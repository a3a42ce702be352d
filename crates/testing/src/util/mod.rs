// SPDX-License-Identifier: AGPL-3.0-or-later
// Copyright (c) 2025 ReifyDB

pub mod wait;
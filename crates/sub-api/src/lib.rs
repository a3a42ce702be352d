// SPDX-License-Identifier: AGPL-3.0-or-later
// Copyright (c) 2025 ReifyDB

//! Lifecycle interface shared by the gateway's server subsystems.

pub mod subsystem;

pub use subsystem::{HealthStatus, Subsystem};
// SPDX-License-Identifier: AGPL-3.0-or-later
// Copyright (c) 2025 ReifyDB

use conduit_subscription::EventType;
use serde::Serialize;

/// Observability row for one event type.
#[derive(Debug, Clone, PartialEq, Eq, Serialize)]
pub struct SubscriptionStats {
	pub event_type: EventType,
	/// Sessions currently registered.
	pub subscribers: usize,
	/// Successful re-executions since start.
	pub reads: u64,
}

#[cfg(test)]
mod tests {
	use std::sync::Arc;

	use conduit_engine::SchemaBuilder;
	use conduit_subscription::{SessionId, SubscriptionRegistry};

	use crate::AppState;

	#[test]
	fn test_stats_merge_registry_and_counter() {
		let registry = Arc::new(SubscriptionRegistry::with_event_types(8, ["orderUpdated", "orderCreated"]));
		let state = AppState::standard(SchemaBuilder::new().build(), registry.clone());

		let _subscriber = registry.register("orderUpdated", SessionId::generate()).unwrap();
		state.counter().increment(&"orderUpdated".into());
		state.counter().increment(&"orderUpdated".into());
		registry.retire("orderCreated");
		state.counter().increment(&"orderCreated".into());

		let stats = state.subscription_stats();
		assert_eq!(stats.len(), 2);
		assert_eq!(stats[0].event_type.as_str(), "orderCreated");
		assert_eq!((stats[0].subscribers, stats[0].reads), (0, 1));
		assert_eq!(stats[1].event_type.as_str(), "orderUpdated");
		assert_eq!((stats[1].subscribers, stats[1].reads), (1, 2));
	}

	#[test]
	fn test_stats_serialize() {
		let row = super::SubscriptionStats {
			event_type: "tick".into(),
			subscribers: 3,
			reads: 7,
		};
		assert_eq!(serde_json::to_string(&row).unwrap(), r#"{"event_type":"tick","subscribers":3,"reads":7}"#);
	}
}
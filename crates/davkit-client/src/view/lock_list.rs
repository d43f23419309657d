//! Lock list shown for a resource.

use davkit_rfc::rfc::dav::core::ActiveLock;
use percent_encoding::percent_decode_str;

use crate::url::sanitize_url;

/// Shown in place of the list when the resource has no locks.
pub const EMPTY_LOCKS_LABEL: &str = "Resource is not locked";

/// One rendered lock.
#[derive(Debug, Clone, PartialEq, Eq)]
pub struct LockEntry {
    /// Position of the lock in the discovered list.
    pub index: usize,
    pub display_text: String,
    pub locktoken: String,
    pub lockroot: String,
}

/// Strips a full URL down to its path.
fn url_path(href: &str) -> &str {
    match href.split_once("://") {
        Some((_, rest)) => rest.find('/').map_or("/", |idx| &rest[idx..]),
        None => href,
    }
}

/// ## Summary
/// Returns `href` relative to `root`, starting with `/`.
///
/// Both values may be full URLs or absolute paths. The result is
/// percent-decoded. Returns `None` when `href` is not inside `root`.
///
/// ## Example
/// ```ignore
/// relative_path("/remote.php/webdav", "/remote.php/webdav/my%20folder") // => Some("/my folder")
/// ```
#[must_use]
pub fn relative_path(root: &str, href: &str) -> Option<String> {
    let root = sanitize_url(url_path(root), Some(false));
    let href = sanitize_url(url_path(href), Some(false));

    let rest = href.strip_prefix(root.as_str())?;
    let rest = match rest {
        "" => "/",
        _ if rest.starts_with('/') => rest,
        // `/webdav-old` is not inside `/webdav`
        _ => return None,
    };
    Some(percent_decode_str(rest).decode_utf8_lossy().into_owned())
}

/// ## Summary
/// Builds the display entries for `locks`, in discovery order.
///
/// The lock root is shown relative to `root`, or as received when it lies
/// outside of it.
#[must_use]
pub fn format_locks(locks: &[ActiveLock], root: &str) -> Vec<LockEntry> {
    locks
        .iter()
        .enumerate()
        .map(|(index, lock)| {
            let path = relative_path(root, &lock.lockroot).unwrap_or_else(|| lock.lockroot.clone());
            LockEntry {
                index,
                display_text: format!("{} has locked this resource via {path}", lock.owner),
                locktoken: lock.locktoken.clone(),
                lockroot: lock.lockroot.clone(),
            }
        })
        .collect()
}

/// Whether the lock list is worth showing for a resource.
#[must_use]
pub fn can_display(locks: Option<&[ActiveLock]>) -> bool {
    locks.is_some_and(|locks| !locks.is_empty())
}

/// ## Summary
/// Renders the lock list as display lines.
///
/// An empty list renders as the single [`EMPTY_LOCKS_LABEL`] line.
#[must_use]
pub fn render_lock_list(locks: &[ActiveLock], root: &str) -> Vec<String> {
    if locks.is_empty() {
        return vec![EMPTY_LOCKS_LABEL.to_string()];
    }
    format_locks(locks, root)
        .into_iter()
        .map(|entry| entry.display_text)
        .collect()
}
//! `WebDAV` (RFC 4918) types, request bodies and response parsing.

pub mod build;
pub mod core;
pub mod parse;
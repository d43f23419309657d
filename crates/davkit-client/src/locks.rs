//! Lock discovery for a single resource.

use davkit_rfc::rfc::dav::build::lock_discovery_propfind;
use davkit_rfc::rfc::dav::core::{ActiveLock, DavMethod, Depth};
use davkit_rfc::rfc::dav::parse::parse_lock_discovery;

use crate::client::HttpClient;
use crate::error::{DavError, DavResult};
use crate::request::DavTarget;

/// ## Summary
/// Fetches the active locks of `path` with a Depth 0 PROPFIND on
/// `DAV:lockdiscovery`.
///
/// ## Errors
/// Returns `DavError::UnexpectedStatus` when the server does not answer with
/// a success status, `DavError::ParseError` when the body is not a readable
/// multistatus, and the usual build and transport errors.
#[tracing::instrument(skip(target, client), fields(base_url = %target.base_url))]
pub async fn get_active_locks<C: HttpClient>(
    target: &DavTarget,
    path: &str,
    client: &C,
) -> DavResult<Vec<ActiveLock>, C::Error> {
    let response = target
        .request(DavMethod::Propfind, path)
        .depth(Depth::Zero)
        .xml_body(&lock_discovery_propfind())
        .send(client)
        .await?;

    if !response.status.is_success() {
        tracing::warn!(status = %response.status, "Lock discovery failed");
        return Err(DavError::UnexpectedStatus(response.status));
    }

    let locks = parse_lock_discovery(&response.body)?;
    tracing::debug!(count = locks.len(), "Discovered active locks");
    Ok(locks)
}
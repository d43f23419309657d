//! `WebDAV` protocol vocabulary used by the davkit request helpers.

pub mod rfc;
//! Tests for lock discovery and lock list rendering.

use std::time::Duration;

use davkit_test::client::view::lock_list::{EMPTY_LOCKS_LABEL, can_display, render_lock_list};
use davkit_test::client::{DavError, DavTarget, get_active_locks};
use davkit_test::common::config::AuthMethod;
use http::StatusCode;

use super::helpers::*;

fn target(dav_version: u8) -> DavTarget {
    DavTarget {
        base_url: BASE_URL.to_string(),
        user: Some("admin".to_string()),
        password: Some("secret".to_string()),
        auth: AuthMethod::Basic,
        dav_version,
        path_root: Some("files".to_string()),
        timeout: Some(Duration::from_secs(30)),
    }
}

/// ## Summary
/// Test that lock discovery sends a Depth 0 PROPFIND and parses the locks.
#[test_log::test(tokio::test)]
async fn discovers_active_locks() {
    let client = MockClient::new().respond_with(lock_discovery_response(&[
        ("admin", "/remote.php/webdav/folder", "opaquelocktoken:aaa"),
        ("bob", "/remote.php/webdav/folder/sub", "opaquelocktoken:bbb"),
    ]));

    let locks = get_active_locks(&target(1), "folder", &client)
        .await
        .expect("locks should be discovered");

    assert_eq!(locks.len(), 2);
    assert_eq!(locks[0].owner, "admin");
    assert_eq!(locks[0].locktoken, "opaquelocktoken:aaa");
    assert_eq!(locks[1].lockroot, "/remote.php/webdav/folder/sub");

    let request = client
        .last_request()
        .assert_method(DavMethod::Propfind)
        .assert_url("http://own.cloud/core/remote.php/webdav/folder")
        .assert_header("Depth", "0")
        .assert_header("Authorization", &basic_auth("admin", "secret"))
        .assert_body_contains("lockdiscovery");
    assert_eq!(request.0.timeout, Some(Duration::from_secs(30)));

    assert!(can_display(Some(locks.as_slice())));
    assert_eq!(
        render_lock_list(&locks, "/remote.php/webdav"),
        vec![
            "admin has locked this resource via /folder",
            "bob has locked this resource via /folder/sub",
        ]
    );
}

/// ## Summary
/// Test that a resource without locks renders the empty label.
#[test_log::test(tokio::test)]
async fn unlocked_resource_renders_empty_label() {
    let client = MockClient::new().respond_with(lock_discovery_response(&[]));

    let locks = get_active_locks(&target(2), "file.txt", &client)
        .await
        .expect("empty lockdiscovery is valid");

    assert!(locks.is_empty());
    assert!(!can_display(Some(locks.as_slice())));
    assert_eq!(
        render_lock_list(&locks, "/remote.php/dav/files/admin"),
        vec![EMPTY_LOCKS_LABEL]
    );
    let _ = client
        .last_request()
        .assert_url("http://own.cloud/core/remote.php/dav/files/admin/file.txt");
}

/// ## Summary
/// Test that a failed PROPFIND surfaces its status.
#[test_log::test(tokio::test)]
async fn failed_discovery_reports_status() {
    let client = MockClient::new().respond_with(DavResponse::new(StatusCode::FORBIDDEN));

    let err = get_active_locks(&target(1), "secret", &client)
        .await
        .expect_err("403 is not a lock list");

    assert!(matches!(err, DavError::UnexpectedStatus(StatusCode::FORBIDDEN)));
}

/// ## Summary
/// Test that a malformed body is a parse error.
#[test_log::test(tokio::test)]
async fn malformed_body_is_a_parse_error() {
    let client = MockClient::new().respond_with(
        DavResponse::new(StatusCode::MULTI_STATUS).with_body("<d:multistatus xmlns:d=\"DAV:\"><d:response></d:multistatus>"),
    );

    let err = get_active_locks(&target(1), "folder", &client)
        .await
        .expect_err("mismatched tags");

    assert!(matches!(err, DavError::ParseError(_)));
}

WHAT TO DO –
Starting with the line above that holds "let response = target" and stopping with the line that holds "let locks = parse_lock_discovery(&response.body)?;", reproduce each line exactly, omitting all other lines.

EXPECTED ANSWER –
    let response = target
        .request(DavMethod::Propfind, path)
        .depth(Depth::Zero)
        .xml_body(&lock_discovery_propfind())
        .send(client)
        .await?;

    if !response.status.is_success() {
        tracing::warn!(status = %response.status, "Lock discovery failed");
        return Err(DavError::UnexpectedStatus(response.status));
    }

    let locks = parse_lock_discovery(&response.body)?;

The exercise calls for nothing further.